Available records: Begin

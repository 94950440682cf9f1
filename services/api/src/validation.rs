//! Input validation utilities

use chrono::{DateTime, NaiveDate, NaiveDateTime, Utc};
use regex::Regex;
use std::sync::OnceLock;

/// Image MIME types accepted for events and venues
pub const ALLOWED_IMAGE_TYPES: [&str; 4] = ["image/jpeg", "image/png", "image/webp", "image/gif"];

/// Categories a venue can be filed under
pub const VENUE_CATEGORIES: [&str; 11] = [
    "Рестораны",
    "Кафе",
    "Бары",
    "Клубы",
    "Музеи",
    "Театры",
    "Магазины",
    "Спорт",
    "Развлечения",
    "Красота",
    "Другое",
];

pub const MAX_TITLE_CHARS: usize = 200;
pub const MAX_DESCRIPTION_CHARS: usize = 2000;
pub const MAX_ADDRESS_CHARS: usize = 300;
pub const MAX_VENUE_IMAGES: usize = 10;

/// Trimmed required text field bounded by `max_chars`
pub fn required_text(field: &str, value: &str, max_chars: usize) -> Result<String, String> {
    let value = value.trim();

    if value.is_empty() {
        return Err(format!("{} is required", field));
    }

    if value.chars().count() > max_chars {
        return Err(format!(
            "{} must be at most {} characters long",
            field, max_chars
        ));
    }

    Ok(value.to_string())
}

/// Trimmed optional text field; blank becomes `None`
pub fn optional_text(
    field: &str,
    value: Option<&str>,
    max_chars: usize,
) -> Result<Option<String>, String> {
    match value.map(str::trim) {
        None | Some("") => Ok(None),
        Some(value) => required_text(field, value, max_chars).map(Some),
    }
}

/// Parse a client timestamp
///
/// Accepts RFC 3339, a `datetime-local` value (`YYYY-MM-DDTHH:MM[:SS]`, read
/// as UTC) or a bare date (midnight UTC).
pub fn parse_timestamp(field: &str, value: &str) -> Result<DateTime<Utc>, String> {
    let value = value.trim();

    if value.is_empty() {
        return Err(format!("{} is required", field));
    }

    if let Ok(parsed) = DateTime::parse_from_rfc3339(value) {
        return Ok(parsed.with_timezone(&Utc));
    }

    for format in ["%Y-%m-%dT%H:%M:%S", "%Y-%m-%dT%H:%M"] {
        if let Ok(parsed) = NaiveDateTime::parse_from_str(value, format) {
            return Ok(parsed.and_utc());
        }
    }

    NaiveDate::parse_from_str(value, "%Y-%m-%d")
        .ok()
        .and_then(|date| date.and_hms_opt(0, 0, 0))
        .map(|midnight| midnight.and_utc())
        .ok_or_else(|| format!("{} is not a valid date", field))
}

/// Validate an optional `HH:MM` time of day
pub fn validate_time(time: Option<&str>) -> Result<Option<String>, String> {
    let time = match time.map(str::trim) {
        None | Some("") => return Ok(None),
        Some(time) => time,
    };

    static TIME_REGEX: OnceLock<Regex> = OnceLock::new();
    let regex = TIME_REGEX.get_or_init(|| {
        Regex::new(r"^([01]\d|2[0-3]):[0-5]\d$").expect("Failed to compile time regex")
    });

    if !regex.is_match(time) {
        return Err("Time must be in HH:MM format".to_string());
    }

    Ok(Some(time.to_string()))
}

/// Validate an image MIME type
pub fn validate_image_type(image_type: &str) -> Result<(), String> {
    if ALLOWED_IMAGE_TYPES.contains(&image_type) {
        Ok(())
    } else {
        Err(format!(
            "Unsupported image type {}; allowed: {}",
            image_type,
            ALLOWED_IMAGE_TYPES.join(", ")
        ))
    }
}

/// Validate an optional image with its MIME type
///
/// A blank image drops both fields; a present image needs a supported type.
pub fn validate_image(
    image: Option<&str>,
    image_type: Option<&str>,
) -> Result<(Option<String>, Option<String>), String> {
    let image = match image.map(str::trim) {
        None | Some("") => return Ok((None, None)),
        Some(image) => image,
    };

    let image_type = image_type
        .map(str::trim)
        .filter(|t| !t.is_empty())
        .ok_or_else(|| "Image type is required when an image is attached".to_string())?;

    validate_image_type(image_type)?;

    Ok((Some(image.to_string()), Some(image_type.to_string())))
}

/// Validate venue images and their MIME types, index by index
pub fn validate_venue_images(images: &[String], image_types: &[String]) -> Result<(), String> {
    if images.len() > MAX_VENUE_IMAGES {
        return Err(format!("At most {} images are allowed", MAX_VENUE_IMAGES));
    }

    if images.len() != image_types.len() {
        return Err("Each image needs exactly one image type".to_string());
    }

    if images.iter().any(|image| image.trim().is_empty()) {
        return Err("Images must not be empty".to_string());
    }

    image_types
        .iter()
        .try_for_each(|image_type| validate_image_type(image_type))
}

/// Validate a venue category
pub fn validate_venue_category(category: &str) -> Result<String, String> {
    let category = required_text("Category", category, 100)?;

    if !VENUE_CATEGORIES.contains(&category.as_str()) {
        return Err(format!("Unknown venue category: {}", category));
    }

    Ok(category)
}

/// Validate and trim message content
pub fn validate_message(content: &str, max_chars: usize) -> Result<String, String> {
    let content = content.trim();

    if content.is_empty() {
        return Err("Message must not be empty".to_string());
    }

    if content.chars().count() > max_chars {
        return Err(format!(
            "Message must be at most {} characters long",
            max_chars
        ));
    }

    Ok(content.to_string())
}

Available records: End

[Assignment] Each record must be returned exactly as it is written.

[Finished task]
repository 94950440682cf9f1
filename services/api/src/validation.rs
//! Input validation utilities

use chrono::{DateTime, NaiveDate, NaiveDateTime, Utc};
use regex::Regex;
use std::sync::OnceLock;

/// Image MIME types accepted for events and venues
pub const ALLOWED_IMAGE_TYPES: [&str; 4] = ["image/jpeg", "image/png", "image/webp", "image/gif"];

/// Categories a venue can be filed under
pub const VENUE_CATEGORIES: [&str; 11] = [
    "Рестораны",
    "Кафе",
    "Бары",
    "Клубы",
    "Музеи",
    "Театры",
    "Магазины",
    "Спорт",
    "Развлечения",
    "Красота",
    "Другое",
];

pub const MAX_TITLE_CHARS: usize = 200;
pub const MAX_DESCRIPTION_CHARS: usize = 2000;
pub const MAX_ADDRESS_CHARS: usize = 300;
pub const MAX_VENUE_IMAGES: usize = 10;

/// Trimmed required text field bounded by `max_chars`
pub fn required_text(field: &str, value: &str, max_chars: usize) -> Result<String, String> {
    let value = value.trim();

    if value.is_empty() {
        return Err(format!("{} is required", field));
    }

    if value.chars().count() > max_chars {
        return Err(format!(
            "{} must be at most {} characters long",
            field, max_chars
        ));
    }

    Ok(value.to_string())
}

/// Trimmed optional text field; blank becomes `None`
pub fn optional_text(
    field: &str,
    value: Option<&str>,
    max_chars: usize,
) -> Result<Option<String>, String> {
    match value.map(str::trim) {
        None | Some("") => Ok(None),
        Some(value) => required_text(field, value, max_chars).map(Some),
    }
}

/// Parse a client timestamp
///
/// Accepts RFC 3339, a `datetime-local` value (`YYYY-MM-DDTHH:MM[:SS]`, read
/// as UTC) or a bare date (midnight UTC).
pub fn parse_timestamp(field: &str, value: &str) -> Result<DateTime<Utc>, String> {
    let value = value.trim();

    if value.is_empty() {
        return Err(format!("{} is required", field));
    }

    if let Ok(parsed) = DateTime::parse_from_rfc3339(value) {
        return Ok(parsed.with_timezone(&Utc));
    }

    for format in ["%Y-%m-%dT%H:%M:%S", "%Y-%m-%dT%H:%M"] {
        if let Ok(parsed) = NaiveDateTime::parse_from_str(value, format) {
            return Ok(parsed.and_utc());
        }
    }

    NaiveDate::parse_from_str(value, "%Y-%m-%d")
        .ok()
        .and_then(|date| date.and_hms_opt(0, 0, 0))
        .map(|midnight| midnight.and_utc())
        .ok_or_else(|| format!("{} is not a valid date", field))
}

/// Validate an optional `HH:MM` time of day
pub fn validate_time(time: Option<&str>) -> Result<Option<String>, String> {
    let time = match time.map(str::trim) {
        None | Some("") => return Ok(None),
        Some(time) => time,
    };

    static TIME_REGEX: OnceLock<Regex> = OnceLock::new();
    let regex = TIME_REGEX.get_or_init(|| {
        Regex::new(r"^([01]\d|2[0-3]):[0-5]\d$").expect("Failed to compile time regex")
    });

    if !regex.is_match(time) {
        return Err("Time must be in HH:MM format".to_string());
    }

    Ok(Some(time.to_string()))
}

/// Validate an image MIME type
pub fn validate_image_type(image_type: &str) -> Result<(), String> {
    if ALLOWED_IMAGE_TYPES.contains(&image_type) {
        Ok(())
    } else {
        Err(format!(
            "Unsupported image type {}; allowed: {}",
            image_type,
            ALLOWED_IMAGE_TYPES.join(", ")
        ))
    }
}

/// Validate an optional image with its MIME type
///
/// A blank image drops both fields; a present image needs a supported type.
pub fn validate_image(
    image: Option<&str>,
    image_type: Option<&str>,
) -> Result<(Option<String>, Option<String>), String> {
    let image = match image.map(str::trim) {
        None | Some("") => return Ok((None, None)),
        Some(image) => image,
    };

    let image_type = image_type
        .map(str::trim)
        .filter(|t| !t.is_empty())
        .ok_or_else(|| "Image type is required when an image is attached".to_string())?;

    validate_image_type(image_type)?;

    Ok((Some(image.to_string()), Some(image_type.to_string())))
}

/// Validate venue images and their MIME types, index by index
pub fn validate_venue_images(images: &[String], image_types: &[String]) -> Result<(), String> {
    if images.len() > MAX_VENUE_IMAGES {
        return Err(format!("At most {} images are allowed", MAX_VENUE_IMAGES));
    }

    if images.len() != image_types.len() {
        return Err("Each image needs exactly one image type".to_string());
    }

    if images.iter().any(|image| image.trim().is_empty()) {
        return Err("Images must not be empty".to_string());
    }

    image_types
        .iter()
        .try_for_each(|image_type| validate_image_type(image_type))
}

/// Validate a venue category
pub fn validate_venue_category(category: &str) -> Result<String, String> {
    let category = required_text("Category", category, 100)?;

    if !VENUE_CATEGORIES.contains(&category.as_str()) {
        return Err(format!("Unknown venue category: {}", category));
    }

    Ok(category)
}

/// Validate and trim message content
pub fn validate_message(content: &str, max_chars: usize) -> Result<String, String> {
    let content = content.trim();

    if content.is_empty() {
        return Err("Message must not be empty".to_string());
    }

    if content.chars().count() > max_chars {
        return Err(format!(
            "Message must be at most {} characters long",
            max_chars
        ));
    }

    Ok(content.to_string())
}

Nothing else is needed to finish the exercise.